Inspiré du droit associatif sud-américain, un système de "socios" est mis en place. Il consiste à vendre des tickets de copropriété à 5 euros dans la la limite de 500 au maximum, valables à vie et transmissibles. Les organisateurs espèrent réunir 2 millions d'euros pour "commencer correctement".

Sophia Chikirou, la directrice de communication de la campagne de Jean-Luc Mélenchon à l'origine du projet, et qui n'a plus aucun contrat avec le mouvement politique, a précisé lors d'une conférence de presse que "Le Média" sera diffusé gratuitement sur internet. Il lancera sa première émission quotidienne, un journal de 20 heures, le 15 janvier, avant de s'étoffer, autant que faire se peut. Une agence de presse "indépendante administrativement, juridiquement et financièrement" sera aussi créée afin de fournir des informations pour ce journal vidéo. Une douzaine de journalistes seront recrutés sous la rédaction en chef d'Aude Rossigneux. 150 CV auraient d'ores et déjà été reçus, dont certains proviendraient de rédactions prestigieuses.
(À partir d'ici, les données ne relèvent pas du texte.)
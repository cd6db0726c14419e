//! Construction-time node configuration

#[cfg(feature = "serde")]
use serde::{Deserialize, Serialize};

use crate::block::check_len;
use crate::error::SoundError;
use crate::sound::{DEFAULT_BUFFER_LEN, DEFAULT_SAMPLE_RATE};

/// Sample rate and buffer length a node is built with.
///
/// ```
/// use snd::{Mono, Sound, SoundConfig};
///
/// let config = SoundConfig::default()
///     .with_sample_rate(48_000.0)
///     .with_buffer_len(64);
///
/// let mono = Mono::with_config(None, &config)?;
/// assert_eq!(mono.buffer_len(), 64);
/// assert_eq!(mono.sample_rate(), 48_000.0);
/// # Ok::<(), snd::SoundError>(())
/// ```
#[derive(Clone, Copy, Debug, PartialEq)]
#[cfg_attr(feature = "serde", derive(Serialize, Deserialize))]
#[cfg_attr(feature = "serde", serde(default))]
pub struct SoundConfig {
    /// Output rate in Hz
    pub sample_rate: f64,
    /// Samples per channel per cycle; must be a nonzero power of two
    pub buffer_len: usize,
}

impl Default for SoundConfig {
    fn default() -> Self {
        Self {
            sample_rate: DEFAULT_SAMPLE_RATE,
            buffer_len: DEFAULT_BUFFER_LEN,
        }
    }
}

impl SoundConfig {
    pub fn with_sample_rate(mut self, sample_rate: f64) -> Self {
        self.sample_rate = sample_rate;
        self
    }

    pub fn with_buffer_len(mut self, buffer_len: usize) -> Self {
        self.buffer_len = buffer_len;
        self
    }

    /// Check the buffer length without building anything
    pub fn validate(&self) -> Result<(), SoundError> {
        check_len(self.buffer_len).map(drop)
    }
}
"Vous avez le droit de ne pas nous croire sur notre bonne mine, donc on vous donne une garantie supplémentaire d'indépendance", a expliqué cette dernière. "Nous serons une rédaction autonome et autogérée". "Aucun sujet ne sera banni", a promis de son côté le psychanalyste Gérard Miller, co-directeur, et compagnon de route du leader de La France insoumise, jugeant qu'on peut être "un média engagé et aussi démocratique et honnête qu'un autre".

ROI idéologique

A l'origine du projet, ses concepteurs disent avoir fait le constat du "rôle affligeant de certains éditorialistes des grands médias" pendant la séquence électorale 2016-2017. Rappelant que "90% des médias français sont détenus par neuf milliardaires" [le 2 mars, Alexis Corbière, porte-parole de la FI, avait déclaré pour sa part que "neuf personnes possède en France 80% des médias"], Gérard Miller estime que "s'ils investissent alors que la presse perd de l'argent, c'est qu'ils ont un retour sur investissement idéologique". "Quand bien même les journalistes assurent ne pas recevoir d'ordres", estime-t-il, évoquant "des intérêts de classe qui dominent".
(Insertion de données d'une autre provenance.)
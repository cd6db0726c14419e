//! Power-of-two sample storage with bitmask addressing

use tracing::{debug, warn};

use crate::error::SoundError;
use crate::sound::DEFAULT_BUFFER_LEN;

/// Returns `Ok(n)` if `n` is a nonzero power of two.
#[inline]
pub(crate) fn check_len(n: usize) -> Result<usize, SoundError> {
    if n.is_power_of_two() {
        Ok(n)
    } else {
        warn!(len = n, "rejected buffer length");
        Err(SoundError::InvalidBufferLength(n))
    }
}

/// One channel's worth of samples for one processing cycle.
///
/// The length is always a nonzero power of two, so any position (negative
/// or past the end) wraps into range with `pos & (len - 1)`.
#[derive(Clone, Debug, PartialEq)]
pub struct SampleBlock {
    data: Vec<f64>,
    mask: usize,
}

impl SampleBlock {
    /// Create a zeroed block of `len` samples
    pub fn new(len: usize) -> Result<Self, SoundError> {
        let len = check_len(len)?;
        Ok(Self {
            data: vec![0.0; len],
            mask: len - 1,
        })
    }

    #[inline]
    pub fn len(&self) -> usize {
        self.data.len()
    }

    /// Never true for a constructed block
    #[inline]
    pub fn is_empty(&self) -> bool {
        self.data.is_empty()
    }

    /// Reallocate to `len` zeroed samples.
    ///
    /// Previous contents are discarded, not resampled. On error the block is
    /// left untouched.
    pub fn resize(&mut self, len: usize) -> Result<(), SoundError> {
        let len = check_len(len)?;
        debug!(from = self.data.len(), to = len, "resizing sample block");
        self.data = vec![0.0; len];
        self.mask = len - 1;
        Ok(())
    }

    /// A zeroed block twice this one's length.
    pub(crate) fn doubled(&self) -> Self {
        let len = self.data.len() * 2;
        Self {
            data: vec![0.0; len],
            mask: len - 1,
        }
    }

    /// Sample at `pos`, wrapped into range.
    #[inline]
    pub fn get(&self, pos: isize) -> f64 {
        // two's complement cast keeps negative positions periodic
        self.data[(pos as usize) & self.mask]
    }

    #[inline]
    pub fn as_slice(&self) -> &[f64] {
        &self.data
    }

    #[inline]
    pub fn as_mut_slice(&mut self) -> &mut [f64] {
        &mut self.data
    }
}

impl Default for SampleBlock {
    /// A zeroed block of [`DEFAULT_BUFFER_LEN`] samples
    fn default() -> Self {
        Self {
            data: vec![0.0; DEFAULT_BUFFER_LEN],
            mask: DEFAULT_BUFFER_LEN - 1,
        }
    }
}
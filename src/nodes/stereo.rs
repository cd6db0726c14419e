//! Two-channel node built from a pair of [`Mono`] nodes

use delegate::delegate;
use itertools::interleave;

use crate::block::{check_len, SampleBlock};
use crate::config::SoundConfig;
use crate::error::SoundError;
use crate::nodes::Mono;
use crate::sound::{ChannelMut, NodeId, Sound, StereoSound};

/// A stereo node: left and right [`Mono`] channels plus an interleaved output.
///
/// The children have no inputs of their own. They hold per-channel gating
/// and sample storage; the stereo node's own block is `2 × buffer_len`
/// samples laid out as `L0 R0 L1 R1 ...`.
///
/// [`buffer_len`](Sound::buffer_len) is the per-channel length, half the
/// interleaved block. Only [`set_buffer_len`](Sound::set_buffer_len) on the
/// stereo node changes it, and it resizes both channels in step. Meanwhile
/// [`samples`](Sound::samples) and [`sample`](Sound::sample) address the
/// full interleaved block.
///
/// The node is off when either channel is off.
#[derive(Clone, Debug)]
pub struct Stereo {
    left: Mono,
    right: Mono,
    input: NodeId,
    out: SampleBlock,
    cycle: u64,
}

impl Stereo {
    /// Create a stereo node reading from `input`, with default rate and length
    pub fn new(input: NodeId) -> Self {
        Self {
            left: Mono::detached(),
            right: Mono::detached(),
            input,
            out: SampleBlock::default().doubled(),
            cycle: 0,
        }
    }

    pub fn with_config(input: NodeId, config: &SoundConfig) -> Result<Self, SoundError> {
        Ok(Self {
            left: Mono::with_config(None, config)?,
            right: Mono::with_config(None, config)?,
            input,
            out: SampleBlock::new(doubled(config.buffer_len)?)?,
            cycle: 0,
        })
    }

    #[inline]
    pub fn input(&self) -> NodeId {
        self.input
    }

    /// Id of the last cycle this node was prepared for
    #[inline]
    pub fn cycle(&self) -> u64 {
        self.cycle
    }

    /// Writable view of the interleaved block, for the node that owns this one.
    #[inline]
    pub fn samples_mut(&mut self) -> &mut [f64] {
        self.out.as_mut_slice()
    }

    /// Copy the channel blocks into the interleaved output block.
    pub fn interleave(&mut self) {
        let frames = interleave(self.left.samples(), self.right.samples());
        for (out, &s) in self.out.as_mut_slice().iter_mut().zip(frames) {
            *out = s;
        }
    }

    /// Left and right samples of frame `pos`, wrapped like [`Sound::sample`]
    #[inline]
    pub fn frame(&self, pos: isize) -> (f64, f64) {
        let i = pos.wrapping_mul(2);
        (self.out.get(i), self.out.get(i.wrapping_add(1)))
    }
}

/// Interleaved length for `n` samples per channel.
fn doubled(n: usize) -> Result<usize, SoundError> {
    check_len(n)?
        .checked_mul(2)
        .ok_or(SoundError::InvalidBufferLength(n))
}

impl Sound for Stereo {
    delegate! {
        to self.left {
            fn sample_rate(&self) -> f64;
        }
    }

    #[inline]
    fn buffer_len(&self) -> usize {
        self.out.len() / 2
    }

    #[inline]
    fn channels(&self) -> usize {
        2
    }

    fn set_buffer_len(&mut self, n: usize) -> Result<(), SoundError> {
        self.out.resize(doubled(n)?)?;
        self.left.set_buffer_len(n)?;
        self.right.set_buffer_len(n)
    }

    fn prepare(&mut self, cycle: u64) {
        self.cycle = cycle;
    }

    #[inline]
    fn samples(&self) -> &[f64] {
        self.out.as_slice()
    }

    #[inline]
    fn sample(&self, pos: isize) -> f64 {
        self.out.get(pos)
    }

    fn on(&mut self) {
        self.left.on();
        self.right.on();
    }

    fn off(&mut self) {
        self.left.off();
        self.right.off();
    }

    #[inline]
    fn is_off(&self) -> bool {
        self.left.is_off() || self.right.is_off()
    }

    fn inputs(&self) -> &[NodeId] {
        core::slice::from_ref(&self.input)
    }
}

impl StereoSound for Stereo {
    type Channel = Mono;

    fn left(&self) -> &Mono {
        &self.left
    }

    fn left_mut(&mut self) -> ChannelMut<'_, Mono> {
        ChannelMut::new(&mut self.left)
    }

    fn right(&self) -> &Mono {
        &self.right
    }

    fn right_mut(&mut self) -> ChannelMut<'_, Mono> {
        ChannelMut::new(&mut self.right)
    }
}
Comme des agriculteurs bio se sont constitués en coopératives pour contourner la vente en grandes surfaces, les instigateurs du projet affirme avoir eu l'idée de fabriquer un média complètement indépendant des intérêts financiers et qui fonctionnerait sur le long terme grâce au bon vouloir des citoyens. La douzaine de journalistes recrutés d'ici début décembre pour construire le 20 heures, "vaisseau amiral" de la chaîne, seront embauchés en CDI mais leur rémunération dépendra de la levée de fonds.

"On lance la campagne de souscription ce soir, on démarre le 15 janvier, on saura d'ici un mois si on peut louer des bureaux, combien de personnes on peut embaucher, etc...", reconnaît Sophia Chikirou. Mais "chaque mois, il faudra convaincre des gens de devenir "socios", on sera en campagne permanente", poursuit-elle utilisant un thème cher à La France insoumise.
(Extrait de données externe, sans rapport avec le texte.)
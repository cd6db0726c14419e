//! Sample-buffer core for real-time synthesis graphs.
//!
//! Every node in a graph implements [`Sound`]: it owns a power-of-two sized
//! block of samples per channel, is prepared once per cycle after its
//! inputs, and hands its finished block to downstream nodes by reference.
//!
//! Two structural nodes are provided, [`Mono`] and [`Stereo`]. Oscillators,
//! filters and mixers are built on top of them. [`SoundGraph`] owns the
//! nodes and tells a dispatcher what order to prepare them in; deciding when
//! and on which thread to run a cycle is left to the caller.
//!
//! # Addressing
//!
//! Block lengths are always nonzero powers of two, checked on every resize.
//! [`Sound::sample`] wraps any position, negative or past the end, with
//! `pos & (len - 1)` instead of a modulo.

extern crate alloc;

mod block;
mod config;
mod error;
mod graph;
mod sound;
pub mod nodes;

pub use block::SampleBlock;
pub use config::SoundConfig;
pub use error::SoundError;
pub use graph::SoundGraph;
pub use nodes::{Mono, Stereo};
pub use sound::{
    ChannelMut, NodeId, Sound, StereoSound, DEFAULT_BUFFER_LEN, DEFAULT_SAMPLE_RATE,
};
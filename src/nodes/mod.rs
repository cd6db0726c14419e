//! Structural nodes
//!
//! Every other node in a graph is built from, or wraps, one of these:
//! - [`Mono`] - one channel, one optional input, an on/off gate
//! - [`Stereo`] - two [`Mono`] channels and an interleaved output block
//!
//! Neither computes samples in `prepare`; they hold and gate samples written
//! by whatever node owns them.

mod mono;
mod stereo;

pub use mono::Mono;
pub use stereo::Stereo;
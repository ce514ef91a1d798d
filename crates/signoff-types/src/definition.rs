//! Workflow definition types: the reusable template a request runs against.

use chrono::{DateTime, Utc};
use serde::{Deserialize, Serialize};

use std::fmt;

use crate::id::{DefinitionId, PermissionId, RoleId, UserId};

/// A published workflow template.
///
/// Steps and transitions never change after creation; the only mutable
/// field is `is_active`, which controls whether new requests may start.
#[derive(Debug, Clone, Serialize, Deserialize)]
pub struct WorkflowDefinition {
    pub id: DefinitionId,
    /// Unique display name.
    pub name: String,
    pub description: Option<String>,
    pub is_active: bool,
    /// Ordered by `step_order`, contiguous from 1.
    pub steps: Vec<StepDefinition>,
    pub transitions: Vec<TransitionRule>,
    pub created_by: Option<UserId>,
    pub created_at: DateTime<Utc>,
}

impl WorkflowDefinition {
    /// Freeze the topology for a new instance.
    pub fn snapshot(&self) -> WorkflowSnapshot {
        WorkflowSnapshot {
            steps: self.steps.clone(),
            transitions: self.transitions.clone(),
        }
    }
}

/// A single gated stage of a workflow.
#[derive(Debug, Clone, PartialEq, Serialize, Deserialize)]
pub struct StepDefinition {
    /// 1-based position, unique within the definition.
    pub step_order: u32,
    pub name: String,
    #[serde(default)]
    pub description: Option<String>,
    #[serde(default)]
    pub required_role_id: Option<RoleId>,
    #[serde(default)]
    pub required_permission_id: Option<PermissionId>,
    /// Hours until the step breaches its SLA. 0 means unrestricted.
    #[serde(default)]
    pub sla_hours: u32,
    /// Reserved for branch-only steps; stored but not interpreted.
    #[serde(default)]
    pub is_conditional: bool,
}

impl StepDefinition {
    pub fn has_sla(&self) -> bool {
        self.sla_hours > 0
    }
}

/// Maps `(from_step_order, outcome)` to the next step or to termination.
#[derive(Debug, Clone, PartialEq, Serialize, Deserialize)]
pub struct TransitionRule {
    pub from_step_order: u32,
    /// Caller-defined label, conventionally `APPROVED` / `REJECTED`.
    pub outcome: String,
    /// Next step, or `None` for a terminal transition.
    #[serde(default)]
    pub to_step_order: Option<u32>,
    /// Optional guard evaluated against request and decision data.
    #[serde(default, skip_serializing_if = "Option::is_none")]
    pub condition: Option<TransitionCondition>,
    /// Overrides the final instance status of a terminal rule.
    #[serde(default, skip_serializing_if = "Option::is_none")]
    pub final_status: Option<FinalStatus>,
}

impl TransitionRule {
    pub fn is_terminal(&self) -> bool {
        self.to_step_order.is_none()
    }
}

/// Guard on a transition rule: `field <operator> value`.
///
/// `field` is a dotted path into `{"request_data": .., "decision_data": ..}`.
#[derive(Debug, Clone, PartialEq, Serialize, Deserialize)]
pub struct TransitionCondition {
    pub field: String,
    #[serde(default)]
    pub operator: ConditionOperator,
    #[serde(default)]
    pub value: serde_json::Value,
}

#[derive(Debug, Clone, Copy, PartialEq, Eq, Default, Serialize, Deserialize)]
pub enum ConditionOperator {
    #[default]
    #[serde(rename = "==")]
    Eq,
    #[serde(rename = "!=")]
    Ne,
    #[serde(rename = ">")]
    Gt,
    #[serde(rename = "<")]
    Lt,
    #[serde(rename = ">=")]
    Ge,
    #[serde(rename = "<=")]
    Le,
    #[serde(rename = "in")]
    In,
    #[serde(rename = "contains")]
    Contains,
}

impl fmt::Display for ConditionOperator {
    fn fmt(&self, f: &mut fmt::Formatter<'_>) -> fmt::Result {
        let s = match self {
            ConditionOperator::Eq => "==",
            ConditionOperator::Ne => "!=",
            ConditionOperator::Gt => ">",
            ConditionOperator::Lt => "<",
            ConditionOperator::Ge => ">=",
            ConditionOperator::Le => "<=",
            ConditionOperator::In => "in",
            ConditionOperator::Contains => "contains",
        };
        f.write_str(s)
    }
}

/// Polarity of a terminal transition.
#[derive(Debug, Clone, Copy, PartialEq, Eq, Serialize, Deserialize)]
#[serde(rename_all = "lowercase")]
pub enum FinalStatus {
    Completed,
    Rejected,
}

/// Frozen copy of a definition's topology, stored on each instance.
#[derive(Debug, Clone, PartialEq, Serialize, Deserialize)]
pub struct WorkflowSnapshot {
    pub steps: Vec<StepDefinition>,
    pub transitions: Vec<TransitionRule>,
}

impl WorkflowSnapshot {
    pub fn step(&self, step_order: u32) -> Option<&StepDefinition> {
        self.steps.iter().find(|s| s.step_order == step_order)
    }

    /// Rules matching `(from, outcome)` in declaration order.
    pub fn rules_for<'a>(
        &'a self,
        from_step_order: u32,
        outcome: &'a str,
    ) -> impl Iterator<Item = &'a TransitionRule> + 'a {
        self.transitions
            .iter()
            .filter(move |t| t.from_step_order == from_step_order && t.outcome == outcome)
    }

    /// Distinct outcome labels declared for a step.
    pub fn outcomes_for(&self, from_step_order: u32) -> Vec<&str> {
        let mut outcomes: Vec<&str> = Vec::new();
        for rule in self.transitions.iter().filter(|t| t.from_step_order == from_step_order) {
            if !outcomes.contains(&rule.outcome.as_str()) {
                outcomes.push(rule.outcome.as_str());
            }
        }
        outcomes
    }
}

/// Request to create a definition. Ids and timestamps are assigned by the store.
#[derive(Debug, Clone, Serialize, Deserialize)]
pub struct CreateDefinitionRequest {
    pub name: String,
    #[serde(default)]
    pub description: Option<String>,
    #[serde(default)]
    pub is_active: Option<bool>,
    pub steps: Vec<StepDefinition>,
    #[serde(default)]
    pub transitions: Vec<TransitionRule>,
}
Elle souhaite également tenir l'engagement d'être "un média populaire dans le sens où on s'adressera au peuple", en tendant les micros notamment aux ouvriers et employés, peu présents à la télévision. Dans une tribune parue lundi dans Marianne, Aude Rossigneux refuse "l'injonction d'objectivité" souvent faite aux journalistes. "La différence entre un média "objectif" et un média engagé ? L'un fait semblant de ne pas avoir d'avis. L'autre assume une ligne éditoriale", estime-t-elle, préférant en référer à son "honnêteté".

Pour autant, la petite équipe a déjà prévenu : "on assume qu'on a des idées même si ce n'est pas ce qu'on met en premier". La seule limite ? La parole ne sera "pas donnée à des personnes antisémites ou racistes"."Le Média ne se fera pas avec des gens qui ont tous le même point de vue, c'est d'ailleurs ce qui gène ceux qui s'opposent à notre projet", raille Gérard Miller en rappelant "le manifeste pour un nouveau média citoyen", publié fin septembre dans Le Monde, signé certes par Jean-Luc Mélenchon mais aussi par Philippe Poutou, Arnaud Montebourg, Eva Joly ou Pierre Joxe.

Dès avant la campagne présidentielle de 2017, Jean-Luc Mélenchon a de son côté lancé son propre média vidéo sur Youtube, sous forme de "revue de la semaine" afin de s'adresser aux "gens" et de promouvoir ses idées politiques. La chaîne Youtube compte aujourd'hui 370 000 abonnés. Elle en est a sa 41ème "revue de la semaine".